* EXERCISE AIM: Scan the lines below for "contains" and copy the matches.

TASK INPUT Start Marker

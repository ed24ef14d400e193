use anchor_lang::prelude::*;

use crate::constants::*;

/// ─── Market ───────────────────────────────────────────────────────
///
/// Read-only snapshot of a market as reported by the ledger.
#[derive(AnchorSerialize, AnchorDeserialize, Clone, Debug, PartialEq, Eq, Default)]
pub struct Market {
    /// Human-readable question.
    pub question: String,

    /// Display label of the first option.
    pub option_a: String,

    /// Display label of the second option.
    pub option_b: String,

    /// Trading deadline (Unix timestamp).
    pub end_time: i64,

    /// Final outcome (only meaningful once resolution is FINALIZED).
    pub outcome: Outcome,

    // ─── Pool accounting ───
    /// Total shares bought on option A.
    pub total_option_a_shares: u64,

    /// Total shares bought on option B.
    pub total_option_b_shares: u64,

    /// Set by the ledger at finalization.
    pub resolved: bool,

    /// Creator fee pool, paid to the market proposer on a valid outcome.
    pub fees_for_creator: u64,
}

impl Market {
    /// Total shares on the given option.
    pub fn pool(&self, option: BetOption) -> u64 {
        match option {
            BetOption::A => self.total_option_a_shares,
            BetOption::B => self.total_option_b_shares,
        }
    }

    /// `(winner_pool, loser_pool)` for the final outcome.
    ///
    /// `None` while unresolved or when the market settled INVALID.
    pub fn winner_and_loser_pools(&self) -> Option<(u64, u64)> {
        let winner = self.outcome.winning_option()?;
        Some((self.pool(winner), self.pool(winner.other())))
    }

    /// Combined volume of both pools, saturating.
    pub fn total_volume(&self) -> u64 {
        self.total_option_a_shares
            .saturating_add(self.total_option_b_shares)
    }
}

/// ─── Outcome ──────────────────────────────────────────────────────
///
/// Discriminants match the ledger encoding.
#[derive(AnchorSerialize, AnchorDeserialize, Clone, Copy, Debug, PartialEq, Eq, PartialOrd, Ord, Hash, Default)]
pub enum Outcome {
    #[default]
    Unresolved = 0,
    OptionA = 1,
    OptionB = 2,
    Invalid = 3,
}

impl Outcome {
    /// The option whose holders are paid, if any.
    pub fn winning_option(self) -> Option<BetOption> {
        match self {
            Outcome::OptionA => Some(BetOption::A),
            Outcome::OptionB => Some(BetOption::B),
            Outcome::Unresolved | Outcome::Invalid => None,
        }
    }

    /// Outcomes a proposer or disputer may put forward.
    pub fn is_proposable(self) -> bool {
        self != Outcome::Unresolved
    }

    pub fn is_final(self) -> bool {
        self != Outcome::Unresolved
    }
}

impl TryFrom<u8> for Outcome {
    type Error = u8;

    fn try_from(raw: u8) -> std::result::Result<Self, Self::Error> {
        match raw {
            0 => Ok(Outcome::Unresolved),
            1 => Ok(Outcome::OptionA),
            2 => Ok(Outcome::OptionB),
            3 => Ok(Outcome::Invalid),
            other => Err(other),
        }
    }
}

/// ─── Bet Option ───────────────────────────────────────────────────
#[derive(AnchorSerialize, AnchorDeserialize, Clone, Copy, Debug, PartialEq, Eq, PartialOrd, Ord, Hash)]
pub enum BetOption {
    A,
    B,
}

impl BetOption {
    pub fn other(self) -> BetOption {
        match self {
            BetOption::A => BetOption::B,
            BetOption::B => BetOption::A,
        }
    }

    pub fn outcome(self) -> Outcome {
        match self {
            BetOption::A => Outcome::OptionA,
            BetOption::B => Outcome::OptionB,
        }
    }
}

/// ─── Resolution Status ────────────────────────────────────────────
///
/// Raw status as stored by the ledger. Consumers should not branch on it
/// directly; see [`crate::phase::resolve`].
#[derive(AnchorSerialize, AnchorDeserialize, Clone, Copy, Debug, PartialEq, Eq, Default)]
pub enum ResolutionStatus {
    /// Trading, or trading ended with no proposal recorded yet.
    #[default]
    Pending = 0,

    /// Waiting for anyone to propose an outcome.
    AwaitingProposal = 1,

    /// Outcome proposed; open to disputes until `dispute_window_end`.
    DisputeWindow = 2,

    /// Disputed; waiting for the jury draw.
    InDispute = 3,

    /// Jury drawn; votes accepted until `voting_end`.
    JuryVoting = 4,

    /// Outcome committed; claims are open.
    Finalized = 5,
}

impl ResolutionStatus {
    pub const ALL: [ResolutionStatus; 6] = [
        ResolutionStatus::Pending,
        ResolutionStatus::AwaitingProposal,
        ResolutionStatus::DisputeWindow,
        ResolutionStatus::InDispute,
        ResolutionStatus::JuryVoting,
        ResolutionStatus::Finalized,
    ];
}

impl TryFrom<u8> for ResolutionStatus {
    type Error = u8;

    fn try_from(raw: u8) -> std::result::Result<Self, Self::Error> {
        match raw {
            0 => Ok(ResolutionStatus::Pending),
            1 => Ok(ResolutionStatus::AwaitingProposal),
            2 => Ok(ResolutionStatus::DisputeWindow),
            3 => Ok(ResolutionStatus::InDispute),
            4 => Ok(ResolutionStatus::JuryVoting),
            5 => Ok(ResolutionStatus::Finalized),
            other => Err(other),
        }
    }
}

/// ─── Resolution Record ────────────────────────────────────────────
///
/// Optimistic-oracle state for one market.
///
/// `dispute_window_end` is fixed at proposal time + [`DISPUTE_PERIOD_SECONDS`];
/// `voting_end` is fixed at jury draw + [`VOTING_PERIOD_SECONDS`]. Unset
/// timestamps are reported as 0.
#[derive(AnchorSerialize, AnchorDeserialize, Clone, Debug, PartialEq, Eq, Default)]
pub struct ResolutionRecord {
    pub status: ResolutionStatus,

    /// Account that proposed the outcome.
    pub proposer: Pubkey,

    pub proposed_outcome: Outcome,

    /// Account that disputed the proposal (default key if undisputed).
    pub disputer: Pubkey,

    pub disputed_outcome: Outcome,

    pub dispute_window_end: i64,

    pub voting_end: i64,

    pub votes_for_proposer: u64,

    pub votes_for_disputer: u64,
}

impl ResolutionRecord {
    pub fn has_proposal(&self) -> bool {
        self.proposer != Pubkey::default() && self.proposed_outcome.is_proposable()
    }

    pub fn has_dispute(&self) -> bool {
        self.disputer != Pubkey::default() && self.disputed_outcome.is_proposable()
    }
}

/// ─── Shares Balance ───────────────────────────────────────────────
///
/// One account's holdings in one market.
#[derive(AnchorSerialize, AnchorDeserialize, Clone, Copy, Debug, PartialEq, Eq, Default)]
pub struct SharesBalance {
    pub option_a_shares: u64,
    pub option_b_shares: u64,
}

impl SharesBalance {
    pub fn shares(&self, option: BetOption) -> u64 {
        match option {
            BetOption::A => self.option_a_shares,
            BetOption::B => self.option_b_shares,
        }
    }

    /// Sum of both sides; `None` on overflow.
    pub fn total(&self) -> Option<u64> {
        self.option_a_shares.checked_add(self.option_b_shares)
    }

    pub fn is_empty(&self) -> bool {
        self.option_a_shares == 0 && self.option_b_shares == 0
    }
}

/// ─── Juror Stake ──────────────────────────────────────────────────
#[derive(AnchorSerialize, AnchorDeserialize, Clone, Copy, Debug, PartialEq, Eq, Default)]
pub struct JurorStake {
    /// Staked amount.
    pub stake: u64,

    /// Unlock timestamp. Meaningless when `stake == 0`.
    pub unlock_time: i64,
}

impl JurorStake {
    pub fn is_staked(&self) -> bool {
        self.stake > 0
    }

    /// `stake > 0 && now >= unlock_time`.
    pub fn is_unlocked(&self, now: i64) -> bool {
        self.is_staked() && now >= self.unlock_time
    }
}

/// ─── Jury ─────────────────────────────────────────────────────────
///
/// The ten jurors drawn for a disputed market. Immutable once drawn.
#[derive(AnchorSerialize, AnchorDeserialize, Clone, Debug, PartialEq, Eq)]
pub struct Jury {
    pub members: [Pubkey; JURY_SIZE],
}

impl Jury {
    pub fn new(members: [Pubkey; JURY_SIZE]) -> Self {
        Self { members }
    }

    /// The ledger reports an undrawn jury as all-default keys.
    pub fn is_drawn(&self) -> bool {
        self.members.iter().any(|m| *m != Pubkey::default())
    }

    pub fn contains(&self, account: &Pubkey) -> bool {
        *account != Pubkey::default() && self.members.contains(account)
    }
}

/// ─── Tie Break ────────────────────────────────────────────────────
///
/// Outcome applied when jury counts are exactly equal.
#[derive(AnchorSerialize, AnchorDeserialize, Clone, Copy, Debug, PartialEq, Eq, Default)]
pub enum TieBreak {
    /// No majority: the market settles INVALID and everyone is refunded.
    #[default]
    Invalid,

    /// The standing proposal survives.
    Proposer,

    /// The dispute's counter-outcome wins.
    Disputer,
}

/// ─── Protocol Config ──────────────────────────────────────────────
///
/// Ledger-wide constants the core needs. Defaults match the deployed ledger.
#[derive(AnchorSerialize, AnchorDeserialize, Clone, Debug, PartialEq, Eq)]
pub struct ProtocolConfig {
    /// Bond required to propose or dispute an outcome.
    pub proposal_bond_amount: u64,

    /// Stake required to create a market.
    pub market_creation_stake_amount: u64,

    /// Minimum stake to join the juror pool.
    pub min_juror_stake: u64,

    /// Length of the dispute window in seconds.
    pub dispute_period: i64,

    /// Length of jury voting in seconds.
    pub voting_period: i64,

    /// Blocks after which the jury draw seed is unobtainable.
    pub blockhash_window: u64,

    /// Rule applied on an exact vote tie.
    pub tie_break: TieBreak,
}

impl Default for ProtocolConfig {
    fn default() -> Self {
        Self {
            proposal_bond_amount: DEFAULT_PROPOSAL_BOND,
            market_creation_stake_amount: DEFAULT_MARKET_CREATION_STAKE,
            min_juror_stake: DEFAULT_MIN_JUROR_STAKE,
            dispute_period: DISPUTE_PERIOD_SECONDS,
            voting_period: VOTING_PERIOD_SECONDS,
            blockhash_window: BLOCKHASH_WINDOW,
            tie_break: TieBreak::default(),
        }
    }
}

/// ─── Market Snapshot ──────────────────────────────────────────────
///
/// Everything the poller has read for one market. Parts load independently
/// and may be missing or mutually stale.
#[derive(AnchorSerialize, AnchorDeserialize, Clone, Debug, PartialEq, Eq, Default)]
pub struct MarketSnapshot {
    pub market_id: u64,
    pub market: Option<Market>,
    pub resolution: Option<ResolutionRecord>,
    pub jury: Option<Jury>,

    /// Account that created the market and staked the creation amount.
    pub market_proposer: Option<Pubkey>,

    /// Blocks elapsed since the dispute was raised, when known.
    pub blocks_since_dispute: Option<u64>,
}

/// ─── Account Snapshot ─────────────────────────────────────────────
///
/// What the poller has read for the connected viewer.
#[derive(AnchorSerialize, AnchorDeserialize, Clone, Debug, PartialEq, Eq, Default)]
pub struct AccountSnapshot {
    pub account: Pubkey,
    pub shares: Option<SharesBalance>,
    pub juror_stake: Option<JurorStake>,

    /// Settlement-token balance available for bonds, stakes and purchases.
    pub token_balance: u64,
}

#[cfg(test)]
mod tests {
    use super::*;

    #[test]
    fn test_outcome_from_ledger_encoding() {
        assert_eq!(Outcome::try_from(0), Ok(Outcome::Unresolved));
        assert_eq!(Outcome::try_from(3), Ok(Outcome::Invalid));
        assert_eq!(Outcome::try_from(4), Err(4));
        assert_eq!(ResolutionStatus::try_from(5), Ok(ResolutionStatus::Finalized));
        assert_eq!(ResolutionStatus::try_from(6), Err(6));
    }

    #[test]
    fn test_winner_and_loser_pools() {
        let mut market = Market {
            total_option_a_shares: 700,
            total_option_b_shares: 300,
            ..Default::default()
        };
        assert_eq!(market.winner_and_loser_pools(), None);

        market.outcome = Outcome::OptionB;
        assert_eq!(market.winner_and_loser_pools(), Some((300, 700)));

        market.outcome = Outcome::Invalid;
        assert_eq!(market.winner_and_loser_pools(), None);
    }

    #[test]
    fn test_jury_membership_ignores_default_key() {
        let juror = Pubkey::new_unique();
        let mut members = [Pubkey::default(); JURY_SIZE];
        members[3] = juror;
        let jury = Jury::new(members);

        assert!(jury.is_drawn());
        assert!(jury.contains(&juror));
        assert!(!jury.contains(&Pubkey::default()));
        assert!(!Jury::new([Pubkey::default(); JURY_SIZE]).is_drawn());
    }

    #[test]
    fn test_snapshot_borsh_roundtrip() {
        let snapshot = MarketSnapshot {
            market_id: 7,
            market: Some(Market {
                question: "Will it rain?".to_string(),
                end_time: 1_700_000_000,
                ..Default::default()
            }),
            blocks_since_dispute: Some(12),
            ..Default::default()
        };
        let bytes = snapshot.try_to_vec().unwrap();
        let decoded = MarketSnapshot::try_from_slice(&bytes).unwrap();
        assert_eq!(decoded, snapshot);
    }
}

TASK INPUT End Marker

* ANSWER TO THE PROBLEM:
    pub fn contains(&self, account: &Pubkey) -> bool {
        *account != Pubkey::default() && self.members.contains(account)
        assert!(jury.contains(&juror));
        assert!(!jury.contains(&Pubkey::default()));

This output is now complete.